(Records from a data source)
++++++++

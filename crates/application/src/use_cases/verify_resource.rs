//! Resource CRUD verification use case

use std::time::Instant;

use pulse_domain::{
    ClientRecord, EndpointRef, Outcome, Session, Step, StepReport, UPDATED_NAME, VerifyFailure,
};
use serde_json::{Value, json};
use tracing::{debug, info, warn};

use super::elapsed_ms;
use crate::ports::Gateway;

/// Result of one create, read, update, delete sequence.
#[derive(Debug, Clone, PartialEq, Eq)]
pub struct ResourceVerification {
    /// Reports of the steps that ran, in order.
    pub reports: Vec<StepReport>,
    /// The step that halted the sequence, if any.
    pub failure: Option<VerifyFailure>,
    /// Id of the test record.
    pub record_id: String,
}

impl ResourceVerification {
    /// True if all four steps passed.
    #[must_use]
    pub const fn passed(&self) -> bool {
        self.failure.is_none()
    }
}

/// Runs create, read, update and delete against one collection, asserting the
/// observable state after each step. Halts at the first failed step.
pub struct VerifyResource<'a, G> {
    gateway: &'a G,
    collection: &'a str,
}

impl<'a, G: Gateway> VerifyResource<'a, G> {
    /// Creates a new `VerifyResource` use case.
    pub const fn new(gateway: &'a G, collection: &'a str) -> Self {
        Self {
            gateway,
            collection,
        }
    }

    /// Executes the sequence with a freshly generated record owned by `session`.
    pub async fn execute(&self, session: &Session) -> ResourceVerification {
        self.execute_with(session, ClientRecord::smoke(session.subject_id()))
            .await
    }

    /// Executes the sequence with a caller-supplied record.
    ///
    /// Read expects the record's own name back; update writes a name that
    /// always differs from it.
    pub async fn execute_with(
        &self,
        session: &Session,
        record: ClientRecord,
    ) -> ResourceVerification {
        let token = Some(session.access_token());
        let id = record.id.clone();
        let renamed = updated_name(&record.name);
        let mut reports = Vec::with_capacity(Phase::ALL.len());

        for phase in Phase::ALL {
            let step = phase.step();
            let start = Instant::now();
            let result = match phase {
                Phase::Create => self.create(&record, token).await,
                Phase::Read => self.read(&id, &record.name, token).await,
                Phase::Update => self.update(&id, &renamed, token).await,
                Phase::Delete => self.delete(&id, token).await,
            };
            let duration_ms = elapsed_ms(start);

            match result {
                Ok(actual) => {
                    info!(%step, record = %id, "step passed");
                    reports.push(
                        StepReport::pass_with_value(step, actual).with_duration_ms(duration_ms),
                    );
                }
                Err((failure, detail)) => {
                    warn!(%step, record = %id, %detail, "{failure}");
                    reports.push(
                        StepReport::fail(step, format!("{failure}: {detail}"))
                            .with_duration_ms(duration_ms),
                    );
                    return ResourceVerification {
                        reports,
                        failure: Some(failure),
                        record_id: id,
                    };
                }
            }
        }

        ResourceVerification {
            reports,
            failure: None,
            record_id: id,
        }
    }

    async fn create(&self, record: &ClientRecord, token: Option<&str>) -> StepResult {
        let body = serde_json::to_value(record)
            .map_err(|e| (VerifyFailure::CreateFailed, format!("cannot encode record: {e}")))?;
        let outcome = self
            .gateway
            .dispatch(EndpointRef::post(self.collection).json(body), token)
            .await;
        let row = first_row(&outcome)
            .ok_or_else(|| (VerifyFailure::CreateFailed, outcome.to_string()))?;

        match field(row, "id") {
            Some(id) if id == record.id => Ok(format!("id {id}")),
            other => Err((
                VerifyFailure::CreateFailed,
                format!("expected id {}, got {}", record.id, other.unwrap_or("none")),
            )),
        }
    }

    async fn fetch(&self, id: &str, token: Option<&str>) -> Outcome {
        let endpoint = EndpointRef::get(self.collection)
            .eq("id", id)
            .query("select", "*");
        self.gateway.dispatch(endpoint, token).await
    }

    async fn read(&self, id: &str, name: &str, token: Option<&str>) -> StepResult {
        let outcome = self.fetch(id, token).await;
        expect_name(&outcome, name).map_err(|detail| (VerifyFailure::ReadFailed, detail))
    }

    async fn update(&self, id: &str, name: &str, token: Option<&str>) -> StepResult {
        let endpoint = EndpointRef::patch(self.collection)
            .eq("id", id)
            .json(json!({ "name": name }));
        let outcome = self.gateway.dispatch(endpoint, token).await;
        expect_name(&outcome, name).map_err(|detail| (VerifyFailure::UpdateFailed, detail))?;
        debug!(record = %id, %outcome, "update acknowledged, re-reading");

        let reread = self.fetch(id, token).await;
        expect_name(&reread, name)
            .map_err(|detail| (VerifyFailure::UpdateFailed, format!("not persisted: {detail}")))
    }

    async fn delete(&self, id: &str, token: Option<&str>) -> StepResult {
        let outcome = self
            .gateway
            .dispatch(EndpointRef::delete(self.collection).eq("id", id), token)
            .await;
        if outcome.is_failure() {
            return Err((VerifyFailure::DeleteFailed, outcome.to_string()));
        }
        debug!(record = %id, %outcome, "delete acknowledged, re-reading");

        let reread = self.fetch(id, token).await;
        match reread.rows() {
            Some([]) => Ok("gone".to_string()),
            Some(rows) => Err((
                VerifyFailure::DeleteFailed,
                format!("{} row(s) still readable", rows.len()),
            )),
            None => Err((VerifyFailure::DeleteFailed, reread.to_string())),
        }
    }
}

type StepResult = Result<String, (VerifyFailure, String)>;

/// The four CRUD steps, in execution order.
#[derive(Debug, Clone, Copy)]
enum Phase {
    Create,
    Read,
    Update,
    Delete,
}

impl Phase {
    const ALL: [Self; 4] = [Self::Create, Self::Read, Self::Update, Self::Delete];

    const fn step(self) -> Step {
        match self {
            Self::Create => Step::Create,
            Self::Read => Step::Read,
            Self::Update => Step::Update,
            Self::Delete => Step::Delete,
        }
    }
}

fn updated_name(created: &str) -> String {
    if created == UPDATED_NAME {
        format!("{UPDATED_NAME} (renamed)")
    } else {
        UPDATED_NAME.to_string()
    }
}

fn first_row(outcome: &Outcome) -> Option<&Value> {
    outcome.first_row().or_else(|| {
        // a single-object representation is also accepted
        outcome.body().filter(|body| body.is_object())
    })
}

fn field<'v>(row: &'v Value, name: &str) -> Option<&'v str> {
    row.get(name).and_then(Value::as_str)
}

fn expect_name(outcome: &Outcome, expected: &str) -> Result<String, String> {
    let row = first_row(outcome).ok_or_else(|| outcome.to_string())?;
    match field(row, "name") {
        Some(name) if name == expected => Ok(format!("name {name:?}")),
        other => Err(format!("expected name {expected:?}, got {other:?}")),
    }
}
//! Domain error types

use thiserror::Error;

/// Domain-level errors that can occur during validation or processing.
#[derive(Debug, Error, Clone, PartialEq, Eq)]
pub enum DomainError {
    /// The provided URL is invalid or malformed.
    #[error("invalid URL: {0}")]
    InvalidUrl(String),

    /// The HTTP method is not supported.
    #[error("unsupported HTTP method: {0}")]
    UnsupportedMethod(String),

    /// An endpoint path is empty or carries its own query string.
    #[error("invalid endpoint: {0}")]
    InvalidEndpoint(String),

    /// A required setting is missing or empty.
    #[error("missing setting: {0}")]
    MissingSetting(&'static str),

    /// A setting has a value outside its accepted range.
    #[error("invalid setting `{name}`: {reason}")]
    InvalidSetting {
        /// Setting name.
        name: &'static str,
        /// Why the value was rejected.
        reason: String,
    },
}

/// Result type alias for domain operations.
pub type DomainResult<T> = Result<T, DomainError>;
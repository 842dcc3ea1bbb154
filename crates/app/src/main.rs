//! Pulse - backend verification harness
//!
//! Exercises a backend's REST and authentication surface end to end:
//! connectivity, session bootstrap, CRUD round trip, access policy and
//! sign-out. Exits 0 when every step passes, 1 when a step fails or the run
//! aborts, and 2 when the settings are unusable.

mod commands;
mod logging;
mod render;

use std::path::PathBuf;
use std::process::ExitCode;

use clap::{Args, Parser, Subcommand};
use pulse_infrastructure::SettingsOverrides;

#[derive(Parser)]
#[command(
    name = "pulse",
    version,
    about = "End-to-end verification of a REST and auth backend"
)]
struct Cli {
    #[command(subcommand)]
    command: Option<Commands>,

    #[command(flatten)]
    global: GlobalArgs,
}

/// Options shared by every subcommand.
#[derive(Args, Debug, Clone)]
pub struct GlobalArgs {
    /// Settings file (TOML, YAML or JSON)
    #[arg(short, long, global = true)]
    config: Option<PathBuf>,

    /// Log level (error, warn, info, debug, trace)
    #[arg(long, default_value = "warn", global = true)]
    log_level: String,

    /// Backend root URL
    #[arg(long, global = true)]
    base_url: Option<String>,

    /// Anonymous API key
    #[arg(long, global = true)]
    anon_key: Option<String>,

    /// Per-request timeout in milliseconds
    #[arg(long, global = true)]
    timeout_ms: Option<u64>,

    /// Accept invalid TLS certificates (test backends only)
    #[arg(long, global = true)]
    insecure: bool,

    /// Use this account instead of a fresh random one
    #[arg(long, global = true)]
    email: Option<String>,

    /// Keep the session alive at the end of the run
    #[arg(long, global = true)]
    no_teardown: bool,

    /// Print the report as JSON instead of the step trace
    #[arg(long, global = true)]
    json: bool,
}

impl GlobalArgs {
    fn overrides(&self) -> SettingsOverrides {
        SettingsOverrides {
            base_url: self.base_url.clone(),
            anon_key: self.anon_key.clone(),
            timeout_ms: self.timeout_ms,
            accept_invalid_certs: self.insecure.then_some(true),
            identity_email: self.email.clone(),
            skip_teardown: self.no_teardown,
        }
    }
}

#[derive(Subcommand)]
enum Commands {
    /// Run the full verification sequence (default)
    Run,
    /// Check only that the backend answers
    Probe,
    /// Bootstrap a session and report how it was obtained
    Auth,
}

#[tokio::main]
async fn main() -> ExitCode {
    let cli = Cli::parse();

    logging::init(&cli.global.log_level);

    let result = match cli.command.unwrap_or(Commands::Run) {
        Commands::Run => commands::run::execute(&cli.global).await,
        Commands::Probe => commands::probe::execute(&cli.global).await,
        Commands::Auth => commands::auth::execute(&cli.global).await,
    };

    match result {
        Ok(true) => ExitCode::SUCCESS,
        Ok(false) => ExitCode::from(1),
        Err(e) => {
            eprintln!("error: {e:#}");
            ExitCode::from(2)
        }
    }
}
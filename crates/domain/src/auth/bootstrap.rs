//! Session bootstrap state machine.
//!
//! ```text
//! Created ──signup──▶ SignupAttempted ─┬─ identity + token ──▶ Authenticated
//!                                      ├─ identity, no token ─▶ ConfirmationRequired
//!                                      └─ otherwise ──login──▶ LoginAttempted ─┬─ token ─▶ Authenticated
//!                                                                              └─ else ──▶ AuthFailed
//! ```
//!
//! Transitions are pure; the caller performs the signup and login calls and
//! feeds their outcomes in.

use serde::{Deserialize, Serialize};

use super::{AuthGrant, Session};
use crate::response::Outcome;
use crate::testing::AbortReason;

/// Terminal result of a bootstrap attempt.
#[derive(Debug, Clone, PartialEq, Eq)]
pub enum BootstrapOutcome {
    /// A usable session was obtained.
    Authenticated(Session),
    /// The account exists but must be confirmed out of band before a session
    /// can be issued. Not an error; the run cannot continue automatically.
    ConfirmationRequired {
        /// Id of the unconfirmed user.
        subject_id: String,
    },
    /// Neither signup nor login produced a session.
    AuthFailed {
        /// Human-readable description of the last failure.
        reason: String,
    },
}

impl BootstrapOutcome {
    /// The session, if authenticated.
    #[must_use]
    pub const fn session(&self) -> Option<&Session> {
        match self {
            Self::Authenticated(session) => Some(session),
            _ => None,
        }
    }

    /// Why a run must stop, if it must.
    #[must_use]
    pub fn abort_reason(&self) -> Option<AbortReason> {
        match self {
            Self::Authenticated(_) => None,
            Self::ConfirmationRequired { subject_id } => Some(AbortReason::ConfirmationRequired {
                subject_id: subject_id.clone(),
            }),
            Self::AuthFailed { .. } => Some(AbortReason::AuthFailed),
        }
    }
}

/// Which credential path produced the session.
#[derive(Debug, Clone, Copy, PartialEq, Eq, Serialize, Deserialize)]
#[serde(rename_all = "snake_case")]
pub enum GrantSource {
    /// Signup returned a session directly.
    Signup,
    /// Password-grant login after signup did not yield a session.
    Login,
}

/// States of the bootstrap machine.
#[derive(Debug, Clone, PartialEq, Eq)]
pub enum BootstrapState {
    /// Nothing attempted yet.
    Created,
    /// Signup did not yield a session; login must be attempted next.
    SignupFailed {
        /// Description of the signup outcome.
        reason: String,
    },
    /// A terminal state was reached.
    Finished {
        /// The final outcome.
        outcome: BootstrapOutcome,
        /// Path that produced it, when authenticated.
        source: Option<GrantSource>,
    },
}

impl BootstrapState {
    /// Applies the signup outcome to a `Created` machine.
    #[must_use]
    pub fn after_signup(signup: &Outcome) -> Self {
        let grant = AuthGrant::from_outcome(signup);
        match (grant.subject_id, grant.access_token) {
            (Some(subject), Some(token)) => Self::Finished {
                outcome: BootstrapOutcome::Authenticated(Session::new(subject, token)),
                source: Some(GrantSource::Signup),
            },
            (Some(subject_id), None) => Self::Finished {
                outcome: BootstrapOutcome::ConfirmationRequired { subject_id },
                source: None,
            },
            _ => Self::SignupFailed {
                reason: format!("signup: {signup}"),
            },
        }
    }

    /// Applies the login outcome to a `SignupFailed` machine.
    #[must_use]
    pub fn after_login(self, login: &Outcome) -> Self {
        if let Self::Finished { .. } = self {
            return self;
        }
        match AuthGrant::from_outcome(login).into_session() {
            Some(session) => Self::Finished {
                outcome: BootstrapOutcome::Authenticated(session),
                source: Some(GrantSource::Login),
            },
            None => {
                let signup = match self {
                    Self::SignupFailed { reason } => format!("{reason}; "),
                    _ => String::new(),
                };
                Self::Finished {
                    outcome: BootstrapOutcome::AuthFailed {
                        reason: format!("{signup}login: {login}"),
                    },
                    source: None,
                }
            }
        }
    }

    /// Returns true once a terminal state is reached.
    #[must_use]
    pub const fn is_finished(&self) -> bool {
        matches!(self, Self::Finished { .. })
    }
}
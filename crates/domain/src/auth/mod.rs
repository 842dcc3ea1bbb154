//! Authentication domain types

mod bootstrap;
mod types;

pub use bootstrap::{BootstrapOutcome, BootstrapState, GrantSource};
pub use types::{
    AuthGrant, DEFAULT_PASSWORD, SYNTHETIC_DOMAIN, Session, SyntheticIdentity, token_preview,
};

++++++++

**Work request**
Could you find every line in the records above that has the string "info" and copy it?

**Exercise solution**
use tracing::{debug, info, warn};
                    info!(%step, record = %id, "step passed");
    /// Log level (error, warn, info, debug, trace)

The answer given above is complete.